Zwei renommierte Fachanwälte für Arbeitsrecht, die in den letzten Wochen die Zulässigkeit der Beschäftigung überprüft haben, sind unabhängig voneinander zu dem Ergebnis gekommen, dass dies der Fall ist. Das Landtagsamt kommt in seiner jetzigen Bewertung zu einem anderen Ergebnis. Ich bin kein Jurist. Offenbar ist die Rechtslage unklar. Eine der Konsequenzen, die ich für meine politische Arbeit ziehe, besteht darin, dass ich alles tun werde, damit diese offensichtliche Grauzone geregelt wird und nicht eine Vielzahl anderer Personen, insbesondere auch außerhalb des Politikbereichs, Gefahr läuft, einer Ordnungswidrigkeit ausgesetzt zu werden.

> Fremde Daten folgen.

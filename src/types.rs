//! Common types and data structures

use serde::{Deserialize, Deserializer, Serialize};

/// Kind of an activity event
#[derive(Debug, Clone, Copy, PartialEq, Eq)]
pub enum EventKind {
    Listed,
    Sold,
}

impl EventKind {
    pub fn label(self) -> &'static str {
        match self {
            EventKind::Listed => "Listed",
            EventKind::Sold => "Sold",
        }
    }
}

/// Order event shown in the activity table
#[derive(Debug, Clone, PartialEq)]
pub struct OrderEvent {
    pub order_id: String,
    pub dominant_token: String,
    pub swap_token: String,
    pub price: String,
    pub quantity: String,
    pub sender: Option<String>,
    pub receiver: Option<String>,
    pub timestamp: i64,
    pub kind: EventKind,
}

/// Order event with counterparty profiles merged on
#[derive(Debug, Clone, PartialEq)]
pub struct ResolvedOrder {
    pub event: OrderEvent,
    pub sender_profile: Option<Profile>,
    pub receiver_profile: Option<Profile>,
}

/// Activity sort order
#[derive(Debug, Clone, Copy, PartialEq, Eq, Default, Serialize, Deserialize)]
#[serde(rename_all = "kebab-case")]
pub enum SortOption {
    #[default]
    NewToOld,
    OldToNew,
}

impl SortOption {
    pub const ALL: [SortOption; 2] = [SortOption::NewToOld, SortOption::OldToNew];

    pub fn label(self) -> &'static str {
        match self {
            SortOption::NewToOld => "Newest to oldest",
            SortOption::OldToNew => "Oldest to newest",
        }
    }
}

/// Scope of an activity request
#[derive(Debug, Clone, Default, PartialEq, Eq, Serialize)]
pub struct ActivityQuery {
    #[serde(rename = "AssetIds", skip_serializing_if = "Option::is_none")]
    pub asset_ids: Option<Vec<String>>,
    #[serde(rename = "Address", skip_serializing_if = "Option::is_none")]
    pub address: Option<String>,
}

impl ActivityQuery {
    pub fn for_asset(id: impl Into<String>) -> Self {
        Self {
            asset_ids: Some(vec![id.into()]),
            address: None,
        }
    }

    pub fn for_address(address: impl Into<String>) -> Self {
        Self {
            asset_ids: None,
            address: Some(address.into()),
        }
    }
}

/// Raw order record as returned by the order-book process
#[derive(Debug, Clone, Deserialize)]
#[serde(rename_all = "PascalCase")]
pub struct RawOrder {
    pub order_id: String,
    pub dominant_token: String,
    pub swap_token: String,
    #[serde(deserialize_with = "string_or_number")]
    pub price: String,
    #[serde(deserialize_with = "string_or_number")]
    pub quantity: String,
    #[serde(default)]
    pub sender: Option<String>,
    #[serde(default)]
    pub receiver: Option<String>,
    pub timestamp: i64,
}

/// `Get-Activity` response
#[derive(Debug, Clone, Default, Deserialize)]
#[serde(rename_all = "PascalCase")]
pub struct ActivityResponse {
    #[serde(default)]
    pub listed_orders: Option<Vec<RawOrder>>,
    #[serde(default)]
    pub executed_orders: Option<Vec<RawOrder>>,
}

/// Registry display metadata for an address
#[derive(Debug, Clone, PartialEq, Deserialize)]
pub struct Profile {
    #[serde(rename = "ProfileId", alias = "id")]
    pub id: String,
    #[serde(rename = "Username", default)]
    pub username: Option<String>,
    #[serde(rename = "DisplayName", default)]
    pub display_name: Option<String>,
    #[serde(rename = "ProfileImage", default)]
    pub avatar: Option<String>,
}

impl Profile {
    /// Best available human-readable name
    pub fn name(&self) -> Option<&str> {
        let display = self.display_name.as_deref().filter(|n| !n.is_empty());
        display.or_else(|| self.username.as_deref().filter(|n| !n.is_empty()))
    }
}

/// Asset info as reported by the asset process
#[derive(Debug, Clone, Default, PartialEq, Deserialize)]
#[serde(rename_all = "PascalCase")]
pub struct AssetState {
    #[serde(default)]
    pub name: Option<String>,
    #[serde(default)]
    pub ticker: Option<String>,
    #[serde(default, deserialize_with = "optional_u32")]
    pub denomination: Option<u32>,
}

/// Owned asset entry in a profile's `Info`
#[derive(Debug, Clone, Deserialize)]
#[serde(rename_all = "PascalCase")]
pub struct ProfileAsset {
    pub id: String,
}

/// Profile process `Info` response
#[derive(Debug, Clone, Default, Deserialize)]
#[serde(rename_all = "PascalCase")]
pub struct ProfileInfo {
    #[serde(default)]
    pub assets: Vec<ProfileAsset>,
}

/// Page scroll state controlled by open panels
#[derive(Debug, Clone, Copy, PartialEq, Eq, Default)]
pub enum Overflow {
    #[default]
    Auto,
    Hidden,
}

/// Amounts arrive either as JSON strings or numbers
fn string_or_number<'de, D>(deserializer: D) -> Result<String, D::Error>
where
    D: Deserializer<'de>,
{
    match serde_json::Value::deserialize(deserializer)? {
        serde_json::Value::String(s) => Ok(s),
        serde_json::Value::Number(n) => Ok(n.to_string()),
        other => Err(serde::de::Error::custom(format!(
            "expected string or number, got {}",
            other
        ))),
    }
}

fn optional_u32<'de, D>(deserializer: D) -> Result<Option<u32>, D::Error>
where
    D: Deserializer<'de>,
{
    Ok(match Option::<serde_json::Value>::deserialize(deserializer)? {
        Some(serde_json::Value::String(s)) => s.trim().parse().ok(),
        Some(serde_json::Value::Number(n)) => n.as_u64().and_then(|v| u32::try_from(v).ok()),
        _ => None,
    })
}

#[cfg(test)]
mod tests {
    use super::*;

    #[test]
    fn raw_order_accepts_numeric_and_string_amounts() {
        let json = r#"{
            "OrderId": "o1",
            "DominantToken": "asset",
            "SwapToken": "token",
            "Price": 1500,
            "Quantity": "3",
            "Sender": "addr",
            "Timestamp": 1717000000000
        }"#;
        let order: RawOrder = serde_json::from_str(json).unwrap();
        assert_eq!(order.price, "1500");
        assert_eq!(order.quantity, "3");
        assert_eq!(order.sender.as_deref(), Some("addr"));
        assert!(order.receiver.is_none());
    }

    #[test]
    fn activity_response_tolerates_missing_classes() {
        let response: ActivityResponse = serde_json::from_str("{}").unwrap();
        assert!(response.listed_orders.is_none());
        assert!(response.executed_orders.is_none());
    }

    #[test]
    fn asset_state_parses_string_denomination() {
        let state: AssetState =
            serde_json::from_str(r#"{"Name":"Art","Ticker":"ART","Denomination":"3"}"#).unwrap();
        assert_eq!(state.denomination, Some(3));
        let state: AssetState = serde_json::from_str(r#"{"Denomination":12}"#).unwrap();
        assert_eq!(state.denomination, Some(12));
        let state: AssetState = serde_json::from_str(r#"{"Denomination":"n/a"}"#).unwrap();
        assert_eq!(state.denomination, None);
    }

    #[test]
    fn activity_query_serializes_only_present_scope() {
        let json = serde_json::to_value(ActivityQuery::for_address("abc")).unwrap();
        assert_eq!(json, serde_json::json!({ "Address": "abc" }));
        let json = serde_json::to_value(ActivityQuery::for_asset("id")).unwrap();
        assert_eq!(json, serde_json::json!({ "AssetIds": ["id"] }));
    }

    #[test]
    fn profile_name_prefers_display_name() {
        let profile = Profile {
            id: "a".into(),
            username: Some("user".into()),
            display_name: Some("Display".into()),
            avatar: None,
        };
        assert_eq!(profile.name(), Some("Display"));
        let profile = Profile {
            display_name: Some(String::new()),
            username: None,
            ..profile
        };
        assert_eq!(profile.name(), None);
    }

    #[test]
    fn profile_name_skips_empty_display_name() {
        let profile: Profile =
            serde_json::from_value(serde_json::json!({
                "ProfileId": "a", "Username": "bob", "DisplayName": ""
            }))
            .unwrap();
        assert_eq!(profile.name(), Some("bob"));
    }
}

Für meine Verhaltensweise habe ich mich mehrfach entschuldigt. Meiner Frau und meinen Söhnen, die mich seit vielen Jahren großartig unterstützen und mir den zeitaufwändigen und nachhaltigen Einsatz für den Stimmkreis ermöglichen, bin ich zu großem Dank verpflichtet. Sie haben nichts Unrechtes getan. Ich weiß, dass ich mich weiter auf sie verlassen kann.

Alle Gelder, die meine Söhne erhalten haben, habe ich zuzüglich der von mir bereits abgeführten Lohnsteuer und Sozialversicherungsbeiträge zurückgezahlt. Beide haben wegen ihrer Tätigkeit für mich mehr als 12 Jahre lang eigene Pläne zurückgestellt und meine Arbeit für die Bürgerinnen und Bürger erst möglich gemacht.

Ich danke allen, die mich in den letzten Wochen unterstützt und zu mir gehalten haben. Jedes aufmunternde Wort, jeder Anruf, jedes Schreiben hat mir gerade jetzt gut getan. An diesen Reaktionen habe ich gespürt, dass meine Arbeit nicht vergebens ist. Der großartige Rückhalt im gesamten Stimmkreis, den ich bei verschiedenen Veranstaltungen in den letzten Tagen erleben durfte, hat mich bestärkt, mich weiterhin mit ganzer Kraft für unsere Heimat einzusetzen.

Ganz herzlich bitte ich Sie weiterhin um Ihre Unterstützung.